▶ **REQUIREMENT**
For the records below, print the lines from the line with "API key configured" through the line with "an attempt error." exactly as written; include both end lines and exclude the rest.
START GIVEN DATA
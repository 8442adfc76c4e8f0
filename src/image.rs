//! Image assets: request/result types, per-backend request shaping, and the provider
//! fallback chain that resolves one asset description into a URL.

use serde::{Deserialize, Serialize};
use std::fmt;
use std::str::FromStr;

pub mod backends;
pub mod chain;
pub mod placeholder;
pub mod sizes;

pub use backends::{ImageBackend, OpenAiImageBackend, PollinationsBackend, StabilityBackend, UnsplashBackend};
pub use chain::{ChainOutcome, ChainPolicy, FallbackChain};
pub use placeholder::PlaceholderTable;
pub use sizes::{Dimensions, SizeTable};

/// Aspect-ratio class requested for an asset.
#[derive(Debug, Clone, Copy, Default, PartialEq, Eq, Hash, Serialize, Deserialize)]
#[serde(rename_all = "lowercase")]
pub enum AspectRatio {
    #[default]
    Square,
    Landscape,
    Portrait,
    Standard,
    Wide,
}

impl AspectRatio {
    pub const ALL: [AspectRatio; 5] = [
        AspectRatio::Square,
        AspectRatio::Landscape,
        AspectRatio::Portrait,
        AspectRatio::Standard,
        AspectRatio::Wide,
    ];

    /// Lenient parse of a free-form hint. Unknown hints resolve to `Square`.
    pub fn from_hint(hint: &str) -> Self {
        match hint.trim().to_ascii_lowercase().as_str() {
            "16:9" | "landscape" | "horizontal" | "card" => AspectRatio::Landscape,
            "9:16" | "portrait" | "vertical" | "tall" => AspectRatio::Portrait,
            "4:3" | "standard" | "photo" => AspectRatio::Standard,
            "21:9" | "wide" | "banner" | "hero" | "panorama" => AspectRatio::Wide,
            _ => AspectRatio::Square,
        }
    }

    pub fn as_str(&self) -> &'static str {
        match self {
            AspectRatio::Square => "square",
            AspectRatio::Landscape => "landscape",
            AspectRatio::Portrait => "portrait",
            AspectRatio::Standard => "standard",
            AspectRatio::Wide => "wide",
        }
    }
}

impl fmt::Display for AspectRatio {
    fn fmt(&self, f: &mut fmt::Formatter<'_>) -> fmt::Result {
        f.write_str(self.as_str())
    }
}

/// Image generation backends known to the fallback chain.
#[derive(Debug, Clone, Copy, PartialEq, Eq, Hash, Serialize, Deserialize)]
#[serde(rename_all = "lowercase")]
pub enum ImageProvider {
    OpenAi,
    Stability,
    Unsplash,
    Pollinations,
}

impl ImageProvider {
    /// Default fixed priority order shared by every chain.
    pub const DEFAULT_PRIORITY: [ImageProvider; 4] = [
        ImageProvider::OpenAi,
        ImageProvider::Stability,
        ImageProvider::Unsplash,
        ImageProvider::Pollinations,
    ];

    pub fn as_str(&self) -> &'static str {
        match self {
            ImageProvider::OpenAi => "openai",
            ImageProvider::Stability => "stability",
            ImageProvider::Unsplash => "unsplash",
            ImageProvider::Pollinations => "pollinations",
        }
    }

    pub fn requires_credential(&self) -> bool {
        !matches!(self, ImageProvider::Pollinations)
    }
}

impl fmt::Display for ImageProvider {
    fn fmt(&self, f: &mut fmt::Formatter<'_>) -> fmt::Result {
        f.write_str(self.as_str())
    }
}

impl FromStr for ImageProvider {
    type Err = String;

    fn from_str(s: &str) -> Result<Self, Self::Err> {
        match s.trim().to_ascii_lowercase().as_str() {
            "openai" | "dalle" | "dall-e" => Ok(ImageProvider::OpenAi),
            "stability" | "stabilityai" => Ok(ImageProvider::Stability),
            "unsplash" => Ok(ImageProvider::Unsplash),
            "pollinations" => Ok(ImageProvider::Pollinations),
            other => Err(format!("unknown image provider '{}'", other)),
        }
    }
}

/// One asset to resolve, declared by the skeleton.
#[derive(Debug, Clone, PartialEq, Eq, Serialize, Deserialize)]
pub struct AssetRequest {
    pub id: String,
    pub placeholder_token: String,
    pub description: String,
    #[serde(default)]
    pub style_hint: Option<String>,
    #[serde(default)]
    pub aspect_ratio: AspectRatio,
}

impl AssetRequest {
    pub fn spec(&self) -> ImageSpec {
        ImageSpec {
            description: self.description.clone(),
            style_hint: self.style_hint.clone(),
            aspect_ratio: self.aspect_ratio,
        }
    }
}

/// Outcome for one asset. Exactly one per request.
#[derive(Debug, Clone, PartialEq, Eq, Serialize, Deserialize)]
pub struct AssetResult {
    pub id: String,
    pub url: String,
    pub succeeded: bool,
    pub provider_used: Option<ImageProvider>,
    pub attempts: usize,
    #[serde(skip_serializing_if = "Option::is_none")]
    pub error: Option<String>,
}

/// What a backend is asked to render.
#[derive(Debug, Clone, PartialEq, Eq)]
pub struct ImageSpec {
    pub description: String,
    pub style_hint: Option<String>,
    pub aspect_ratio: AspectRatio,
}

impl ImageSpec {
    pub fn new(description: impl Into<String>, aspect_ratio: AspectRatio) -> Self {
        Self {
            description: description.into(),
            style_hint: None,
            aspect_ratio,
        }
    }

    pub fn with_style(mut self, style_hint: impl Into<String>) -> Self {
        self.style_hint = Some(style_hint.into());
        self
    }

    /// Prompt text sent to generative backends.
    pub fn prompt(&self) -> String {
        match self.style_hint.as_deref().map(str::trim) {
            Some(style) if !style.is_empty() => {
                format!("{}, {} style", self.description.trim(), style)
            }
            _ => self.description.trim().to_string(),
        }
    }
}
//! Error types for the page generation pipeline.
//!
//! Stage-level faults (skeleton, assembly) are fatal and surface to the caller as
//! [`GenerationError`]. Backend attempts inside an image fallback chain fail with
//! [`AttemptError`], which never leaves the chain. Persistence failures are isolated
//! by the orchestrator and only logged.

use crate::pipeline::Stage;
use thiserror::Error;

/// Text backend (skeleton generator) errors
#[derive(Debug, Error)]
pub enum ProviderError {
    #[error("Provider not configured: {0}")]
    NotConfigured(String),

    #[error("Provider not supported: {0}")]
    Unsupported(String),

    #[error("Provider request failed: {0}")]
    RequestFailed(String),

    #[error("Provider authentication failed: {0}")]
    AuthFailed(String),

    #[error("Provider rate limit exceeded: {0}")]
    RateLimit(String),

    #[error("Provider model not found: {0}")]
    ModelNotFound(String),

    #[error("Provider returned a malformed response: {0}")]
    MalformedResponse(String),

    #[error("Provider returned an empty document")]
    EmptyDocument,

    #[error("Provider error: {0}")]
    Other(String),
}

/// Why a single image backend attempt failed.
#[derive(Debug, Clone, Copy, PartialEq, Eq)]
pub enum AttemptErrorKind {
    MissingCredential,
    Status(u16),
    Malformed,
    Transport,
    Timeout,
    Unavailable,
    Panicked,
}

/// A failed image backend attempt. Advances the fallback chain; never returned to callers.
#[derive(Debug, Clone, Error)]
#[error("{provider} attempt failed ({kind:?}): {message}")]
pub struct AttemptError {
    pub provider: String,
    pub kind: AttemptErrorKind,
    pub message: String,
}

impl AttemptError {
    pub fn new(provider: impl Into<String>, kind: AttemptErrorKind, message: impl Into<String>) -> Self {
        Self {
            provider: provider.into(),
            kind,
            message: message.into(),
        }
    }

    pub fn missing_credential(provider: impl Into<String>) -> Self {
        let provider = provider.into();
        let message = format!("no API key configured for {}", provider);
        Self::new(provider, AttemptErrorKind::MissingCredential, message)
    }

    /// Map a transport-level reqwest failure onto an attempt error.
    pub fn from_http(provider: &str, error: reqwest::Error) -> Self {
        if error.is_timeout() {
            Self::new(provider, AttemptErrorKind::Timeout, error.to_string())
        } else if let Some(status) = error.status() {
            Self::new(provider, AttemptErrorKind::Status(status.as_u16()), error.to_string())
        } else if error.is_decode() {
            Self::new(provider, AttemptErrorKind::Malformed, error.to_string())
        } else {
            Self::new(provider, AttemptErrorKind::Transport, error.to_string())
        }
    }
}

/// Persistence collaborator errors (run records and audit log)
#[derive(Debug, Error)]
pub enum PersistenceError {
    #[error("Run not found: {0}")]
    RunNotFound(String),

    #[error("Invalid status transition for run {run_id}: {message}")]
    InvalidTransition { run_id: String, message: String },

    #[error("Persistence backend unavailable: {0}")]
    Unavailable(String),
}

/// Underlying cause of a fatal stage failure.
#[derive(Debug, Error)]
pub enum StageFault {
    #[error(transparent)]
    Provider(#[from] ProviderError),

    #[error("Internal fault: {0}")]
    Internal(String),
}

/// A stage-1 or stage-3 failure. Aborts the run.
#[derive(Debug, Error)]
#[error("{stage} stage failed: {cause}")]
pub struct FatalStageError {
    pub stage: Stage,
    #[source]
    pub cause: StageFault,
}

impl FatalStageError {
    pub fn new(stage: Stage, cause: impl Into<StageFault>) -> Self {
        Self {
            stage,
            cause: cause.into(),
        }
    }
}

/// Errors returned from the public `generate` surface.
#[derive(Debug, Error)]
pub enum GenerationError {
    #[error(transparent)]
    Stage(#[from] FatalStageError),

    #[error("Invalid request: {0}")]
    InvalidRequest(String),
}

impl GenerationError {
    /// Stage that aborted the run, if any.
    pub fn stage(&self) -> Option<Stage> {
        match self {
            GenerationError::Stage(err) => Some(err.stage),
            GenerationError::InvalidRequest(_) => None,
        }
    }
}

/// Configuration loading and validation errors
#[derive(Debug, Error)]
pub enum ConfigError {
    #[error("Configuration error: {0}")]
    Invalid(String),

    #[error("Failed to load configuration: {0}")]
    Load(#[from] config::ConfigError),

    #[error("Configuration I/O error: {0}")]
    Io(#[from] std::io::Error),
}
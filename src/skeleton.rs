//! Skeleton Generation
//!
//! Stage one of a run: ask a text backend for a page skeleton, pull the document out of
//! the raw response, and derive the SEO metadata and asset requests the later stages
//! consume.

use crate::error::ProviderError;
use crate::image::AssetRequest;
use crate::provider::{
    CompletionOptions, ModelProviderClient, ProviderFactory, TokenUsage,
};
use crate::request::GenerationRequest;
use async_trait::async_trait;
use once_cell::sync::Lazy;
use regex::Regex;
use serde::{Deserialize, Serialize};
use std::collections::HashMap;
use std::sync::Arc;
use tracing::{debug, info};

pub mod assets;
pub mod extract;
pub mod prompt;
pub mod seo;

pub use assets::{discover_assets, placeholder_token};
pub use extract::{extract_document, Extraction, ExtractionRule};
pub use prompt::build_messages;
pub use seo::SeoMetadata;

/// Raw text backend output plus what is needed to audit the call.
#[derive(Debug, Clone, Serialize, Deserialize)]
pub struct SkeletonResponse {
    pub text: String,
    pub backend_id: String,
    pub model: String,
    /// User prompt sent to the backend
    pub prompt: String,
    pub usage: Option<TokenUsage>,
}

/// Produces raw skeleton text for a request.
#[async_trait]
pub trait SkeletonGenerator: Send + Sync {
    async fn generate(&self, request: &GenerationRequest) -> Result<SkeletonResponse, ProviderError>;
}

/// Skeleton generator backed by a chat-completion provider.
///
/// By default a client is built per request from `request.text`, so an unconfigured
/// backend fails before any network I/O.
pub struct ProviderSkeletonGenerator {
    client: Option<Arc<dyn ModelProviderClient>>,
    options: CompletionOptions,
}

impl ProviderSkeletonGenerator {
    pub fn new() -> Self {
        Self {
            client: None,
            options: CompletionOptions::default(),
        }
    }

    /// Always use `client`, ignoring the request's text backend.
    pub fn with_client(client: Arc<dyn ModelProviderClient>) -> Self {
        Self {
            client: Some(client),
            options: CompletionOptions::default(),
        }
    }

    pub fn with_options(mut self, options: CompletionOptions) -> Self {
        self.options = options;
        self
    }

    fn client_for(&self, request: &GenerationRequest) -> Result<Arc<dyn ModelProviderClient>, ProviderError> {
        match &self.client {
            Some(client) => Ok(Arc::clone(client)),
            None => ProviderFactory::create_client(&request.text).map(Arc::from),
        }
    }
}

impl Default for ProviderSkeletonGenerator {
    fn default() -> Self {
        Self::new()
    }
}

#[async_trait]
impl SkeletonGenerator for ProviderSkeletonGenerator {
    async fn generate(&self, request: &GenerationRequest) -> Result<SkeletonResponse, ProviderError> {
        let client = self.client_for(request)?;
        let messages = build_messages(request);
        let prompt = messages
            .last()
            .map(|message| message.content.clone())
            .unwrap_or_default();

        debug!(
            provider = client.provider_name(),
            model = client.model_name(),
            prompt_chars = prompt.chars().count(),
            "requesting skeleton"
        );
        let response = client.complete(messages, self.options.clone()).await?;
        info!(
            provider = client.provider_name(),
            model = %response.model,
            response_chars = response.content.chars().count(),
            finish_reason = ?response.finish_reason,
            "skeleton response received"
        );

        Ok(SkeletonResponse {
            text: response.content,
            backend_id: client.provider_name().to_string(),
            model: response.model,
            prompt,
            usage: response.usage,
        })
    }
}

/// Post-processed stage-one output.
#[derive(Debug, Clone, Serialize, Deserialize)]
pub struct SkeletonDraft {
    pub document: String,
    pub rule: ExtractionRule,
    pub seo: SeoMetadata,
    pub assets: Vec<AssetRequest>,
    pub response: SkeletonResponse,
}

impl SkeletonDraft {
    /// Extracts the document, metadata and asset requests. A response with nothing
    /// extractable is an [`ProviderError::EmptyDocument`].
    pub fn from_response(response: SkeletonResponse, fallback_description: &str) -> Result<Self, ProviderError> {
        let Extraction { rule, document } =
            extract_document(&response.text).ok_or(ProviderError::EmptyDocument)?;
        let seo = SeoMetadata::extract(&document);
        let assets = discover_assets(&document, fallback_description);
        debug!(rule = ?rule, assets = assets.len(), "skeleton post-processed");
        Ok(Self {
            document,
            rule,
            seo,
            assets,
            response,
        })
    }
}

static ATTRIBUTE: Lazy<Regex> = Lazy::new(|| {
    Regex::new(r#"(?i)([a-z_:][-a-z0-9_:.]*)\s*=\s*(?:"([^"]*)"|'([^']*)'|([^\s"'>/=`]+))"#).unwrap()
});

/// Attributes of a single start tag, names lowercased. First occurrence wins.
pub(crate) fn tag_attributes(tag: &str) -> HashMap<String, String> {
    let mut attributes = HashMap::new();
    for caps in ATTRIBUTE.captures_iter(tag) {
        let name = caps[1].to_ascii_lowercase();
        let value = caps
            .get(2)
            .or_else(|| caps.get(3))
            .or_else(|| caps.get(4))
            .map(|m| m.as_str().to_string())
            .unwrap_or_default();
        attributes.entry(name).or_insert(value);
    }
    attributes
}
END GIVEN DATA
▶ **ANSWER SECTION**
        let message = format!("no API key configured for {}", provider);
        Self::new(provider, AttemptErrorKind::MissingCredential, message)
    }

    /// Map a transport-level reqwest failure onto an attempt error.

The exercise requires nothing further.